Bravura Indômita | Joel e Ethan Coen fazem um raro filme sem cinismo, fiel ao espírito do romance original


Bravura Indômita de 1969 é um anacronismo. Henry Hathaway, diretor de faroestes desde os anos 30, não aproveitou o potencial do romance de 1968 do jornalistaCharles Portis em que o filme se baseia. Nos anos 60 o western revisionista, menos maniqueísta e mais crítico, já estava consumado no cinema - e a literatura de Portis se encaixa muito bem nessa tendência - mas Hathaway fez um filme classicista, suprimindo duas passagens do livro que ironizam o mito do cowboy: o desafio de tiro ao alvo e o desfecho.
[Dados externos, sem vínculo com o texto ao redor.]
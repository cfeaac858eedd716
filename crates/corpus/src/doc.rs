//! Retrieval-corpus record types.

use serde::{Deserialize, Serialize};

/// Schema version stamped into every retrieval document.
pub const RETRIEVAL_SCHEMA_VERSION: &str = "retrieval-corpus.v1";

#[derive(Debug, Clone, Copy, PartialEq, Eq, Serialize, Deserialize)]
#[serde(rename_all = "snake_case")]
pub enum ChunkKind {
    Section,
    Subsection,
    Paragraph,
}

#[derive(Debug, Clone, Copy, PartialEq, Eq, Serialize, Deserialize)]
#[serde(rename_all = "snake_case")]
pub enum SourceKind {
    EcfrSnapshot,
    EcfrApi,
    Other,
}

/// One retrieval document.
///
/// Unknown fields in stored corpora are ignored on read and never
/// re-emitted; the canonical writer serializes exactly this shape with
/// sorted keys.
#[derive(Debug, Clone, Serialize, Deserialize)]
pub struct RetrievalDoc {
    pub schema_version: String,
    /// Unique canonical id: a section id, or `<section_id>#pNNNN` for
    /// chunked children.
    pub doc_id: String,
    pub section_id: String,
    pub text: String,
    pub chunk_kind: ChunkKind,
    pub source: SourceKind,
    /// Snapshot identity string binding the document to its input.
    pub source_ref: String,
    #[serde(default, skip_serializing_if = "Option::is_none")]
    pub title: Option<String>,
    #[serde(default, skip_serializing_if = "Option::is_none")]
    pub url: Option<String>,
    /// Must resolve to another doc in the same corpus when present.
    #[serde(default, skip_serializing_if = "Option::is_none")]
    pub parent_id: Option<String>,
    #[serde(default, skip_serializing_if = "Option::is_none")]
    pub ordinal: Option<u32>,
    #[serde(default, skip_serializing_if = "Option::is_none")]
    pub tokens_estimate: Option<u32>,
    /// SHA-256 of `text`, for spot integrity checks on large corpora.
    #[serde(default, skip_serializing_if = "Option::is_none")]
    pub hash: Option<String>,
}

/// Corpus-level manifest written beside the JSONL file.
#[derive(Debug, Clone, Serialize, Deserialize)]
pub struct CorpusManifest {
    pub schema_version: String,
    pub source_ref: String,
    pub doc_count: usize,
    /// SHA-256 over the canonical corpus bytes; the corpus identity.
    pub corpus_digest: String,
}
//! EarCrawler governance core.
//!
//! Every mutating operation in the pipeline passes through this crate:
//! - RBAC policy decisions over a `reader < operator < maintainer < admin`
//!   role lattice, with every decision audited
//! - An append-only, hash-chained JSONL audit ledger with optional HMAC
//!   continuity and first-broken-line verification
//! - A deterministic redaction pass applied to every outbound payload
//!   (audit records, telemetry events, HTTP cassettes, logs)
//! - A retention/GC engine restricted to a whitelisted filesystem footprint
//!
//! Hashing discipline: canonical JSON bytes (sorted keys, no whitespace,
//! UTF-8), never pretty-printed output.

mod audit;
mod canon;
mod policy;
mod redact;
mod retention;

pub use crate::audit::{
    verify_ledger, AuditEntry, AuditError, AuditEventKind, AuditLedger, ChainStatus, VerifyReport,
};
pub use crate::canon::{canonical_json_bytes, sha256_hex};
pub use crate::policy::{Decision, PolicyEngine, PolicyError, Role};
pub use crate::redact::{redact_text, redact_value};
pub use crate::retention::{
    GcError, GcPlan, GcPlannedDeletion, RetentionEngine, RetentionPolicy, RetentionTarget,
};
use thiserror::Error;

#[derive(Debug, Error)]
pub enum RagError {
    #[error("index error: {0}")]
    Index(#[from] index::IndexError),

    #[error("kg error: {0}")]
    Kg(#[from] kg::KgError),

    #[error("generator error: {0}")]
    Generator(String),

    /// The generator produced a label outside the closed set, or otherwise
    /// violated the output contract.
    #[error("contract violation: {0}")]
    ContractViolation(String),

    #[error("json error: {0}")]
    Json(#[from] serde_json::Error),
}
Bravura Indômita (True Grit, 2010), de Joel e Ethan Coen, altera o miolo do livro mas é mais fiel ao espírito cômico de Portis. De um filme dos dois, de qualquer forma, humor é o que se espera. Ainda assim, o remake não deixa de ser uma novidade no currículo dos irmãos, que sempre trabalharam com personagens à deriva, pegos de surpresa pelo acaso, e agora têm na mão tipos que se dirigem frontal e conscientemente aos seus destinos.
A começar por Mattie Ross (Hailee Steinfeld), garota de 14 anos que está decidida a vingar a morte do pai. Para perseguir o responsável, ela contrata um federal, Reuben "Rooster" Cogburn (Jeff Bridges). Hathaway apresenta Rooster como uma autoridade, descarregando prisioneiros de mais uma caçada. No remake, a primeira aparição do federal fica pra depois; Mattie foi procurá-lo e Rooster estava defecando na casinha.
A ideia não é ridicularizar o federal, mas eliminar a aura que o protege, como se Rooster precisasse provar, no novo filme, o seu valor a partir do zero. O teste começa de fato a partir da travessia do rio - cena que os Coen adiantam em 15 minutos, em relação ao filme de 1969.
Mostrar Rooster no seu habitat e dedicar mais tempo à relação do federal com a menina na mata é essencial para o novo Bravura Indômita. Além de acelerar a trama até este ponto, os Coen fazem uma mudança na rota em relação ao original - afastar temporariamente o terceiro protagonista, o ranger texano LaBoeuf (Matt Damon) - para fortalecer os laços do velho com Mattie. É aí que entram os momentos de nonsense dos irmãos, como a cena do urso montado. Bravura Indômita é um filme sem cinismo, embora tenha, como um legítimo Coen, a marca do absurdo.
Se o filme de 1969 é anacrônico, o que faz do novoBravura Indômita um faroeste condizente com a sua época? O tratamento que os irmãos dão a Mattie. Ela não é só uma aspirante a pastora com passagens da Bíblia na ponta da língua, nem apenas uma muquirana com vocação para negociar gado. O remake enxerga em Mattie o desabrochar de uma mulher. Dois homens disputam a atenção dela, afinal, e o roteiro dos Coen, nestes tempos pós-feminismo, não elimina a tensão sexual dessa equação (as palmadas de LaBeouf já estavam no original, mas o diálogo à noite, em que Mattie e o ranger trocam confidências, é inédito).
A partir daqui o texto contém spoilers do final do filme.


Como Rooster - mesmo bêbado, mesmo caolho - não deixa de ser o "galo", o herói da história, não é difícil adivinhar quem Mattie "escolhe" no final. Primeiro, os Coen enquadram Jeff Bridges à moda antiga, como nos faroestes fordianos, só com sua silhueta contra a luz na saída da mina e na boca do poço de cascavéis. O rosto de Hailee Steinfeld iluminado no escuro com o lampejo dos disparos da arma de Rooster é um dos planos mais bonitos do filme.
O lance definitivo: ao contrário do livro e do filme de 1969, o Rooster dos Coen não usa fumo mascado para chupar o veneno da picada da mão da menina. Ao usar a boca, Bridges simbolicamente a beija. Nessa hora percebe-se que Mattie Ross está apaixonada, insinuação que o epílogo do filme, fiel ao do romance, vem comprovar. Há todo um ideal de hombridade inscrito ali. Por mais torto que seja, Rooster não deixa de ser um ícone - e é disso que os faroestes revisionistas tratam.